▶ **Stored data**

//! Native backend adapter.
//!
//! [`NativeSocket`] runs the client in-process over
//! [`transport::Connection`](crate::transport) and mirrors the connection
//! state locally so every contract check happens before work is handed to the
//! I/O task.
//!
//! # Example
//!
//! ```no_run
//! use hybrid_websocket::{NativeOptions, NativeSocket, WebSocket};
//!
//! # fn example() -> hybrid_websocket::Result<()> {
//! let ws = NativeSocket::new("ws://127.0.0.1:9001", NativeOptions::new())?;
//! ws.events().on_message(|data| println!("{} bytes", data.len()));
//! ws.connect()?;
//! # Ok(())
//! # }
//! ```

// ============================================================================
// Imports
// ============================================================================

use std::fmt;
use std::sync::atomic::{AtomicBool, Ordering};
use std::sync::{Arc, OnceLock};

use parking_lot::Mutex;
use tokio::runtime::{Builder as RuntimeBuilder, Handle as RuntimeHandle, Runtime};
use tracing::debug;
use url::Url;

use crate::client::{BackendKind, SocketEvents, WebSocket};
use crate::error::{Error, Result};
use crate::factory::NativeOptions;
use crate::protocol::state::StateCell;
use crate::protocol::{CloseCode, ConnectionState};
use crate::transport::{ConnectParams, Connection, EventSink, TransportEvent};

// ============================================================================
// Constants
// ============================================================================

/// Message for construction failures.
const CREATE_FAILED: &str = "Failed to create WebSocket client.";

/// Message for connect failures after the state check.
const CONNECT_FAILED: &str = "Failed to connect.";

/// Worker threads of the fallback runtime.
const FALLBACK_WORKERS: usize = 2;

/// Process-wide runtime used when no ambient runtime exists.
static FALLBACK_RUNTIME: OnceLock<Runtime> = OnceLock::new();

// ============================================================================
// NativeShared
// ============================================================================

/// State shared between the socket and its I/O task.
struct NativeShared {
    state: StateCell,
    alive: AtomicBool,
    /// Set once the owning socket is dropped; later events are discarded.
    detached: AtomicBool,
    events: SocketEvents,
}

impl NativeShared {
    /// Translates a transport event into the contract.
    fn handle_event(&self, event: TransportEvent) {
        if self.detached.load(Ordering::SeqCst) {
            return;
        }

        match event {
            TransportEvent::Open => {
                if self
                    .state
                    .transition(ConnectionState::Connecting, ConnectionState::Open)
                {
                    self.alive.store(true, Ordering::SeqCst);
                    self.events.emit_open();
                } else {
                    debug!("Open suppressed, close already requested");
                }
            }

            TransportEvent::Message(data) => {
                if data.is_empty() {
                    return;
                }
                self.alive.store(true, Ordering::SeqCst);
                self.events.emit_message(&data);
            }

            TransportEvent::Error(message) => {
                self.events.emit_error(&message);
            }

            TransportEvent::Closed { code } => {
                self.state.store(ConnectionState::Closed);
                self.alive.store(false, Ordering::SeqCst);
                self.events.emit_close(CloseCode::from(code));
            }
        }
    }
}

// ============================================================================
// NativeSocket
// ============================================================================

/// WebSocket client running in this process.
///
/// Events are delivered on the runtime's worker threads.
pub struct NativeSocket {
    /// Validated `ws://` or `wss://` URL.
    url: Url,
    /// Handshake settings, reapplied on every connect.
    options: NativeOptions,
    /// Runtime that runs connection tasks.
    runtime: RuntimeHandle,
    /// State shared with the I/O task.
    shared: Arc<NativeShared>,
    /// Current connection attempt, if any.
    connection: Mutex<Option<Connection>>,
}

impl fmt::Debug for NativeSocket {
    fn fmt(&self, f: &mut fmt::Formatter<'_>) -> fmt::Result {
        f.debug_struct("NativeSocket")
            .field("url", &self.url.as_str())
            .field("state", &self.shared.state.load())
            .finish_non_exhaustive()
    }
}

// ============================================================================
// NativeSocket - Constructor
// ============================================================================

impl NativeSocket {
    /// Creates a client for `url` without connecting.
    ///
    /// # Errors
    ///
    /// Unexpected error wrapping the cause if the URL is invalid, its scheme is
    /// not `ws`/`wss`, the handshake request cannot be built, or no runtime is
    /// available.
    pub fn new(url: &str, options: NativeOptions) -> Result<Self> {
        let url = Url::parse(url).map_err(|e| Error::wrap(CREATE_FAILED, e))?;

        if !matches!(url.scheme(), "ws" | "wss") {
            return Err(Error::wrap(
                CREATE_FAILED,
                format!("unsupported scheme: {}", url.scheme()),
            ));
        }

        options
            .to_request(&url)
            .map_err(|e| Error::wrap(CREATE_FAILED, e))?;

        let runtime = resolve_runtime(options.runtime.as_ref())?;

        debug!(url = %url, "Native socket created");

        Ok(Self {
            url,
            options,
            runtime,
            shared: Arc::new(NativeShared {
                state: StateCell::new(),
                alive: AtomicBool::new(false),
                detached: AtomicBool::new(false),
                events: SocketEvents::new(),
            }),
            connection: Mutex::new(None),
        })
    }

    /// Returns the URL this client connects to.
    #[inline]
    #[must_use]
    pub fn url(&self) -> &Url {
        &self.url
    }
}

// ============================================================================
// NativeSocket - Internals
// ============================================================================

impl NativeSocket {
    fn event_sink(&self) -> EventSink {
        let shared = Arc::clone(&self.shared);
        Arc::new(move |event| shared.handle_event(event))
    }

    /// Runs `op` on the current connection.
    ///
    /// A failure means the I/O task is gone, so the mirrored state is reset.
    fn with_connection(
        &self,
        connection: Option<&Connection>,
        failure: &'static str,
        op: impl FnOnce(&Connection) -> Result<()>,
    ) -> Result<()> {
        let result = match connection {
            Some(connection) => op(connection),
            None => Err(Error::wrap(failure, "no active connection")),
        };

        if result.is_err() {
            self.shared.state.store(ConnectionState::Closed);
            self.shared.alive.store(false, Ordering::SeqCst);
        }
        result
    }
}

// ============================================================================
// NativeSocket - WebSocket
// ============================================================================

impl WebSocket for NativeSocket {
    fn connect(&self) -> Result<()> {
        let mut slot = self.connection.lock();
        self.shared.state.begin_connect()?;

        let request = match self.options.to_request(&self.url) {
            Ok(request) => request,
            Err(e) => {
                self.shared.state.store(ConnectionState::Closed);
                return Err(Error::wrap(CONNECT_FAILED, e));
            }
        };

        let params = ConnectParams {
            request,
            config: self.options.stream_config(),
            disable_nagle: self.options.nodelay,
        };

        *slot = Some(Connection::spawn(&self.runtime, params, self.event_sink()));

        debug!(url = %self.url, "Connect requested");
        Ok(())
    }

    fn close(&self, code: CloseCode, reason: Option<&str>) -> Result<()> {
        let slot = self.connection.lock();

        self.shared.state.load().ensure_can_close()?;
        code.validate_close(reason)?;
        let from = self.shared.state.begin_close()?;

        debug!(url = %self.url, %code, from = %from, "Close requested");

        let reason = reason.unwrap_or_default().to_string();
        self.with_connection(
            slot.as_ref(),
            "Failed to close the connection.",
            |connection| connection.close(code.code(), reason),
        )
    }

    fn send(&self, data: &[u8]) -> Result<()> {
        self.shared.state.load().ensure_can_send()?;

        let slot = self.connection.lock();
        self.with_connection(slot.as_ref(), "Failed to send message.", |connection| {
            connection.send_binary(data.to_vec())
        })
    }

    fn send_text(&self, text: &str) -> Result<()> {
        self.shared.state.load().ensure_can_send()?;

        let slot = self.connection.lock();
        self.with_connection(slot.as_ref(), "Failed to send message.", |connection| {
            connection.send_text(text.to_string())
        })
    }

    fn state(&self) -> ConnectionState {
        self.shared.state.load()
    }

    fn is_alive(&self) -> bool {
        self.shared.alive.load(Ordering::SeqCst)
    }

    fn events(&self) -> &SocketEvents {
        &self.shared.events
    }

    fn backend(&self) -> BackendKind {
        BackendKind::Native
    }
}

impl Drop for NativeSocket {
    fn drop(&mut self) {
        self.shared.detached.store(true, Ordering::SeqCst);
        // Dropping the connection closes the command channel and ends the task.
        if self.connection.get_mut().take().is_some() {
            debug!(url = %self.url, "Native socket dropped, connection detached");
        }
    }
}

// ============================================================================
// Runtime Selection
// ============================================================================

/// Picks the runtime for connection tasks.
///
/// Order: explicit handle, ambient runtime, process-wide fallback.
fn resolve_runtime(explicit: Option<&RuntimeHandle>) -> Result<RuntimeHandle> {
    if let Some(handle) = explicit {
        return Ok(handle.clone());
    }
    if let Ok(handle) = RuntimeHandle::try_current() {
        return Ok(handle);
    }
    fallback_runtime()
}

fn fallback_runtime() -> Result<RuntimeHandle> {
    if let Some(runtime) = FALLBACK_RUNTIME.get() {
        return Ok(runtime.handle().clone());
    }

    let runtime = RuntimeBuilder::new_multi_thread()
        .worker_threads(FALLBACK_WORKERS)
        .thread_name("hybrid-ws-io")
        .enable_all()
        .build()
        .map_err(|e| Error::wrap(CREATE_FAILED, e))?;

    debug!(workers = FALLBACK_WORKERS, "Fallback runtime started");

    // Another thread may have won the race; its runtime is kept.
    let _ = FALLBACK_RUNTIME.set(runtime);
    FALLBACK_RUNTIME
        .get()
        .map(|runtime| runtime.handle().clone())
        .ok_or_else(|| Error::unexpected(CREATE_FAILED))
}
//! WebSocket connection and event loop.
//!
//! Drives one tokio-tungstenite client stream on a background task and
//! reports what happens on it through an [`EventSink`].
//!
//! # Event Loop
//!
//! The connection spawns a tokio task that handles:
//!
//! - The client handshake
//! - Incoming frames from the peer (text, binary, close)
//! - Outgoing commands from the API (send, close)
//! - Exactly one terminal [`TransportEvent::Closed`] per connection attempt

// ============================================================================
// Imports
// ============================================================================

use std::sync::Arc;

use futures_util::{SinkExt, StreamExt};
use tokio::runtime::Handle as RuntimeHandle;
use tokio::sync::mpsc;
use tokio_tungstenite::tungstenite::Error as WsError;
use tokio_tungstenite::tungstenite::Message;
use tokio_tungstenite::tungstenite::handshake::client::Request;
use tokio_tungstenite::tungstenite::protocol::frame::coding::CloseCode as WsCloseCode;
use tokio_tungstenite::tungstenite::protocol::{CloseFrame, WebSocketConfig};
use tracing::{debug, error, trace, warn};

use crate::error::{Error, Result};
use crate::protocol::CloseCode;

// ============================================================================
// Types
// ============================================================================

/// Something that happened on the stream.
#[derive(Debug, Clone, PartialEq, Eq)]
pub(crate) enum TransportEvent {
    /// Handshake completed.
    Open,
    /// Text or binary payload received.
    Message(Vec<u8>),
    /// Handshake or I/O failure.
    Error(String),
    /// Stream finished. Always the last event.
    Closed {
        /// Peer close code, `NoStatus` or `Abnormal`.
        code: u16,
    },
}

/// Event callback, invoked on the I/O task.
pub(crate) type EventSink = Arc<dyn Fn(TransportEvent) + Send + Sync>;

/// Handshake and framing settings for one connection attempt.
pub(crate) struct ConnectParams {
    /// Client handshake request.
    pub request: Request,
    /// Stream limits.
    pub config: Option<WebSocketConfig>,
    /// Disables Nagle's algorithm on the TCP socket.
    pub disable_nagle: bool,
}

// ============================================================================
// ConnectionCommand
// ============================================================================

/// Internal commands for the event loop.
#[derive(Debug)]
enum ConnectionCommand {
    /// Send a binary frame.
    Binary(Vec<u8>),
    /// Send a text frame.
    Text(String),
    /// Start the close handshake.
    Close { code: u16, reason: String },
}

// ============================================================================
// Connection
// ============================================================================

/// Client side of one WebSocket connection attempt.
///
/// Dropping the connection detaches it: the event loop closes the stream and
/// exits without reporting further events.
pub(crate) struct Connection {
    /// Channel for sending commands to the event loop.
    command_tx: mpsc::UnboundedSender<ConnectionCommand>,
}

impl Connection {
    /// Spawns the handshake and event loop on `runtime`.
    ///
    /// Returns immediately; the outcome arrives through `sink`.
    pub(crate) fn spawn(runtime: &RuntimeHandle, params: ConnectParams, sink: EventSink) -> Self {
        let (command_tx, command_rx) = mpsc::unbounded_channel();

        runtime.spawn(Self::run_event_loop(params, command_rx, sink));

        Self { command_tx }
    }

    /// Queues a binary frame.
    ///
    /// # Errors
    ///
    /// Unexpected error if the event loop has stopped.
    pub(crate) fn send_binary(&self, data: Vec<u8>) -> Result<()> {
        self.command(ConnectionCommand::Binary(data), "Failed to send message.")
    }

    /// Queues a text frame.
    ///
    /// # Errors
    ///
    /// Unexpected error if the event loop has stopped.
    pub(crate) fn send_text(&self, text: String) -> Result<()> {
        self.command(ConnectionCommand::Text(text), "Failed to send message.")
    }

    /// Queues the close handshake.
    ///
    /// # Errors
    ///
    /// Unexpected error if the event loop has stopped.
    pub(crate) fn close(&self, code: u16, reason: String) -> Result<()> {
        self.command(
            ConnectionCommand::Close { code, reason },
            "Failed to close the connection.",
        )
    }

    fn command(&self, command: ConnectionCommand, failure: &'static str) -> Result<()> {
        self.command_tx
            .send(command)
            .map_err(|_| Error::wrap(failure, "connection task has stopped"))
    }

    /// Event loop that handles WebSocket I/O.
    async fn run_event_loop(
        params: ConnectParams,
        mut command_rx: mpsc::UnboundedReceiver<ConnectionCommand>,
        sink: EventSink,
    ) {
        let uri = params.request.uri().to_string();
        debug!(url = %uri, "Connecting");

        let connected = tokio_tungstenite::connect_async_with_config(
            params.request,
            params.config,
            params.disable_nagle,
        )
        .await;

        let ws_stream = match connected {
            Ok((stream, response)) => {
                debug!(url = %uri, status = %response.status(), "Handshake completed");
                stream
            }
            Err(e) => {
                warn!(url = %uri, error = %e, "Handshake failed");
                sink(TransportEvent::Error(e.to_string()));
                sink(TransportEvent::Closed {
                    code: CloseCode::Abnormal.code(),
                });
                return;
            }
        };

        sink(TransportEvent::Open);

        let (mut ws_write, mut ws_read) = ws_stream.split();
        let mut close_code: Option<u16> = None;
        let mut closing = false;

        loop {
            tokio::select! {
                // Incoming frames from the peer
                message = ws_read.next() => {
                    match message {
                        Some(Ok(Message::Text(text))) => {
                            trace!(len = text.len(), "Text frame received");
                            if !text.is_empty() {
                                sink(TransportEvent::Message(text.as_bytes().to_vec()));
                            }
                        }

                        Some(Ok(Message::Binary(data))) => {
                            trace!(len = data.len(), "Binary frame received");
                            if !data.is_empty() {
                                sink(TransportEvent::Message(data.to_vec()));
                            }
                        }

                        Some(Ok(Message::Close(frame))) => {
                            let code = frame
                                .map_or(CloseCode::NoStatus.code(), |f| u16::from(f.code));
                            debug!(code, "Close frame received");
                            close_code = Some(code);
                        }

                        Some(Err(WsError::ConnectionClosed | WsError::AlreadyClosed)) | None => {
                            debug!("WebSocket stream ended");
                            break;
                        }

                        Some(Err(e)) => {
                            error!(error = %e, "WebSocket error");
                            sink(TransportEvent::Error(e.to_string()));
                            break;
                        }

                        // Ping/Pong are answered by tungstenite
                        Some(Ok(_)) => {}
                    }
                }

                // Commands from the API
                command = command_rx.recv(), if !closing => {
                    match command {
                        Some(ConnectionCommand::Binary(data)) => {
                            if let Err(e) = ws_write.send(Message::Binary(data.into())).await {
                                warn!(error = %e, "Failed to send binary frame");
                                sink(TransportEvent::Error(e.to_string()));
                            }
                        }

                        Some(ConnectionCommand::Text(text)) => {
                            if let Err(e) = ws_write.send(Message::Text(text.into())).await {
                                warn!(error = %e, "Failed to send text frame");
                                sink(TransportEvent::Error(e.to_string()));
                            }
                        }

                        Some(ConnectionCommand::Close { code, reason }) => {
                            debug!(code, "Close requested");
                            closing = true;
                            let frame = CloseFrame {
                                code: WsCloseCode::from(code),
                                reason: reason.into(),
                            };
                            if let Err(e) = ws_write.send(Message::Close(Some(frame))).await {
                                warn!(error = %e, "Failed to send close frame");
                                sink(TransportEvent::Error(e.to_string()));
                                break;
                            }
                        }

                        None => {
                            debug!("Connection detached, closing stream");
                            let _ = ws_write.close().await;
                            return;
                        }
                    }
                }
            }
        }

        let code = close_code.unwrap_or(CloseCode::Abnormal.code());
        sink(TransportEvent::Closed { code });

        debug!(code, "Event loop terminated");
    }
}

// ============================================================================
// Tests
// ============================================================================
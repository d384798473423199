//! Bridge backend: sockets owned by a host, reached through handles.
//!
//! # Components
//!
//! | Type | Description |
//! |------|-------------|
//! | [`ForeignBridge`] | Outbound handle-keyed calls into the host |
//! | [`BridgeHooks`] | Inbound callback table the host stores once |
//! | [`InstanceRegistry`] | Routes callbacks to live instances |
//! | [`BridgeSocket`] | [`WebSocket`](crate::WebSocket) over a bridge |
//! | `JsLibBridge` | Default bridge on `wasm32` |
//!
//! # Callback Flow
//!
//! ```text
//! host socket ──► BridgeHooks ──► InstanceRegistry::global() ──► SocketEvents
//!                 (extern "C")     (Handle → instance)            (handlers)
//! ```

// ============================================================================
// Submodules
// ============================================================================

/// Foreign interface and callback hooks.
pub mod ffi;

/// Handle-keyed instance registry.
pub mod registry;

/// Bridge backend adapter.
pub mod socket;

/// Host JS library imports.
#[cfg(target_arch = "wasm32")]
pub mod jslib;

#[cfg(test)]
pub(crate) mod mock;

// ============================================================================
// Re-exports
// ============================================================================

pub use ffi::{BridgeHooks, CloseHook, ErrorHook, ForeignBridge, MessageHook, OpenHook};
#[cfg(target_arch = "wasm32")]
pub use jslib::JsLibBridge;
pub use registry::InstanceRegistry;
pub use socket::BridgeSocket;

▶ **EXERCISE REQUIREMENTS**
Across the records, how many lines carry the word "SeqCst"? The answer should be a number alone.

▶ **ANSWER TO THE PROBLEM**
7